Assignment »
What you return must match every record word for word.

Data to use »
——

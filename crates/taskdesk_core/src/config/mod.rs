use crate::error::AppError;
use crate::ordering::SortOrder;
use serde::{Deserialize, Serialize};
use std::path::{Path, PathBuf};

const APP_DIR_NAME: &str = "taskdesk";
const CONFIG_FILE_NAME: &str = "config.json";
const CONFIG_ENV_VAR: &str = "TASKDESK_CONFIG_PATH";

pub const DEFAULT_NOTIFICATION_THRESHOLDS: [u32; 3] = [60, 30, 5];

#[derive(Debug, Clone, PartialEq, Eq, Serialize, Deserialize)]
#[serde(rename_all = "camelCase")]
pub struct Settings {
    #[serde(default = "default_true")]
    pub show_completed_tasks: bool,
    #[serde(default)]
    pub notifications_enabled: bool,
    #[serde(default = "default_true")]
    pub auto_save: bool,
    /// Minutes before a due date at which a reminder fires.
    #[serde(default = "default_thresholds")]
    pub notification_thresholds: Vec<u32>,
    #[serde(default)]
    pub sort_order: SortOrder,
}

impl Default for Settings {
    fn default() -> Self {
        Self {
            show_completed_tasks: true,
            notifications_enabled: false,
            auto_save: true,
            notification_thresholds: default_thresholds(),
            sort_order: SortOrder::default(),
        }
    }
}

fn default_true() -> bool {
    true
}

fn default_thresholds() -> Vec<u32> {
    DEFAULT_NOTIFICATION_THRESHOLDS.to_vec()
}

#[derive(Debug, Clone)]
pub struct SettingsLoad {
    pub settings: Settings,
    pub error: Option<AppError>,
}

#[derive(Debug, Default, Clone, PartialEq, Eq)]
pub struct SettingsOverrides {
    pub show_completed_tasks: Option<bool>,
    pub notifications_enabled: Option<bool>,
    pub auto_save: Option<bool>,
    pub notification_thresholds: Option<Vec<u32>>,
    pub sort_order: Option<SortOrder>,
}

/// Per-user directory holding the settings and storage files.
pub fn app_dir() -> Result<PathBuf, AppError> {
    if cfg!(windows) {
        let appdata =
            std::env::var("APPDATA").map_err(|_| AppError::invalid_data("APPDATA is not set"))?;
        Ok(PathBuf::from(appdata).join(APP_DIR_NAME))
    } else {
        let home = std::env::var("HOME").map_err(|_| AppError::invalid_data("HOME is not set"))?;
        Ok(PathBuf::from(home).join(".config").join(APP_DIR_NAME))
    }
}

pub fn config_path() -> Result<PathBuf, AppError> {
    if let Ok(path) = std::env::var(CONFIG_ENV_VAR)
        && !path.trim().is_empty()
    {
        return Ok(PathBuf::from(path));
    }

    Ok(app_dir()?.join(CONFIG_FILE_NAME))
}

pub fn load_settings() -> Result<Settings, AppError> {
    let path = config_path()?;
    load_settings_from_path(&path)
}

pub fn load_settings_with_fallback() -> SettingsLoad {
    match config_path() {
        Ok(path) => load_settings_with_fallback_from_path(&path),
        Err(err) => SettingsLoad {
            settings: Settings::default(),
            error: Some(err),
        },
    }
}

fn load_settings_with_fallback_from_path(path: &Path) -> SettingsLoad {
    if !path.exists() {
        return SettingsLoad {
            settings: Settings::default(),
            error: None,
        };
    }

    match load_settings_from_path(path) {
        Ok(settings) => SettingsLoad {
            settings,
            error: None,
        },
        Err(err) => SettingsLoad {
            settings: Settings::default(),
            error: Some(err),
        },
    }
}

fn load_settings_from_path(path: &Path) -> Result<Settings, AppError> {
    let content = std::fs::read_to_string(path)
        .map_err(|err| AppError::io(format!("{}: {}", path.display(), err)))?;
    let mut settings: Settings = serde_json::from_str(&content).map_err(|err| {
        AppError::invalid_data(format!("invalid JSON in {}: {}", path.display(), err))
    })?;
    settings.notification_thresholds = normalize_thresholds(settings.notification_thresholds);
    Ok(settings)
}

/// Largest first, without duplicates or zeros; an empty list falls back to the defaults.
pub fn normalize_thresholds(mut thresholds: Vec<u32>) -> Vec<u32> {
    thresholds.retain(|minutes| *minutes > 0);
    thresholds.sort_unstable_by(|a, b| b.cmp(a));
    thresholds.dedup();
    if thresholds.is_empty() {
        default_thresholds()
    } else {
        thresholds
    }
}

pub fn merge_overrides(base: &Settings, overrides: &SettingsOverrides) -> Settings {
    let mut merged = base.clone();
    if let Some(value) = overrides.show_completed_tasks {
        merged.show_completed_tasks = value;
    }
    if let Some(value) = overrides.notifications_enabled {
        merged.notifications_enabled = value;
    }
    if let Some(value) = overrides.auto_save {
        merged.auto_save = value;
    }
    if let Some(thresholds) = overrides.notification_thresholds.as_ref() {
        merged.notification_thresholds = normalize_thresholds(thresholds.clone());
    }
    if let Some(order) = overrides.sort_order {
        merged.sort_order = order;
    }
    merged
}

——

Result of this exercise »
filename crates/taskdesk_core/src/config/mod.rs
use crate::error::AppError;
use crate::ordering::SortOrder;
use serde::{Deserialize, Serialize};
use std::path::{Path, PathBuf};

const APP_DIR_NAME: &str = "taskdesk";
const CONFIG_FILE_NAME: &str = "config.json";
const CONFIG_ENV_VAR: &str = "TASKDESK_CONFIG_PATH";

pub const DEFAULT_NOTIFICATION_THRESHOLDS: [u32; 3] = [60, 30, 5];

#[derive(Debug, Clone, PartialEq, Eq, Serialize, Deserialize)]
#[serde(rename_all = "camelCase")]
pub struct Settings {
    #[serde(default = "default_true")]
    pub show_completed_tasks: bool,
    #[serde(default)]
    pub notifications_enabled: bool,
    #[serde(default = "default_true")]
    pub auto_save: bool,
    /// Minutes before a due date at which a reminder fires.
    #[serde(default = "default_thresholds")]
    pub notification_thresholds: Vec<u32>,
    #[serde(default)]
    pub sort_order: SortOrder,
}

impl Default for Settings {
    fn default() -> Self {
        Self {
            show_completed_tasks: true,
            notifications_enabled: false,
            auto_save: true,
            notification_thresholds: default_thresholds(),
            sort_order: SortOrder::default(),
        }
    }
}

fn default_true() -> bool {
    true
}

fn default_thresholds() -> Vec<u32> {
    DEFAULT_NOTIFICATION_THRESHOLDS.to_vec()
}

#[derive(Debug, Clone)]
pub struct SettingsLoad {
    pub settings: Settings,
    pub error: Option<AppError>,
}

#[derive(Debug, Default, Clone, PartialEq, Eq)]
pub struct SettingsOverrides {
    pub show_completed_tasks: Option<bool>,
    pub notifications_enabled: Option<bool>,
    pub auto_save: Option<bool>,
    pub notification_thresholds: Option<Vec<u32>>,
    pub sort_order: Option<SortOrder>,
}

/// Per-user directory holding the settings and storage files.
pub fn app_dir() -> Result<PathBuf, AppError> {
    if cfg!(windows) {
        let appdata =
            std::env::var("APPDATA").map_err(|_| AppError::invalid_data("APPDATA is not set"))?;
        Ok(PathBuf::from(appdata).join(APP_DIR_NAME))
    } else {
        let home = std::env::var("HOME").map_err(|_| AppError::invalid_data("HOME is not set"))?;
        Ok(PathBuf::from(home).join(".config").join(APP_DIR_NAME))
    }
}

pub fn config_path() -> Result<PathBuf, AppError> {
    if let Ok(path) = std::env::var(CONFIG_ENV_VAR)
        && !path.trim().is_empty()
    {
        return Ok(PathBuf::from(path));
    }

    Ok(app_dir()?.join(CONFIG_FILE_NAME))
}

pub fn load_settings() -> Result<Settings, AppError> {
    let path = config_path()?;
    load_settings_from_path(&path)
}

pub fn load_settings_with_fallback() -> SettingsLoad {
    match config_path() {
        Ok(path) => load_settings_with_fallback_from_path(&path),
        Err(err) => SettingsLoad {
            settings: Settings::default(),
            error: Some(err),
        },
    }
}

fn load_settings_with_fallback_from_path(path: &Path) -> SettingsLoad {
    if !path.exists() {
        return SettingsLoad {
            settings: Settings::default(),
            error: None,
        };
    }

    match load_settings_from_path(path) {
        Ok(settings) => SettingsLoad {
            settings,
            error: None,
        },
        Err(err) => SettingsLoad {
            settings: Settings::default(),
            error: Some(err),
        },
    }
}

fn load_settings_from_path(path: &Path) -> Result<Settings, AppError> {
    let content = std::fs::read_to_string(path)
        .map_err(|err| AppError::io(format!("{}: {}", path.display(), err)))?;
    let mut settings: Settings = serde_json::from_str(&content).map_err(|err| {
        AppError::invalid_data(format!("invalid JSON in {}: {}", path.display(), err))
    })?;
    settings.notification_thresholds = normalize_thresholds(settings.notification_thresholds);
    Ok(settings)
}

/// Largest first, without duplicates or zeros; an empty list falls back to the defaults.
pub fn normalize_thresholds(mut thresholds: Vec<u32>) -> Vec<u32> {
    thresholds.retain(|minutes| *minutes > 0);
    thresholds.sort_unstable_by(|a, b| b.cmp(a));
    thresholds.dedup();
    if thresholds.is_empty() {
        default_thresholds()
    } else {
        thresholds
    }
}

pub fn merge_overrides(base: &Settings, overrides: &SettingsOverrides) -> Settings {
    let mut merged = base.clone();
    if let Some(value) = overrides.show_completed_tasks {
        merged.show_completed_tasks = value;
    }
    if let Some(value) = overrides.notifications_enabled {
        merged.notifications_enabled = value;
    }
    if let Some(value) = overrides.auto_save {
        merged.auto_save = value;
    }
    if let Some(thresholds) = overrides.notification_thresholds.as_ref() {
        merged.notification_thresholds = normalize_thresholds(thresholds.clone());
    }
    if let Some(order) = overrides.sort_order {
        merged.sort_order = order;
    }
    merged
}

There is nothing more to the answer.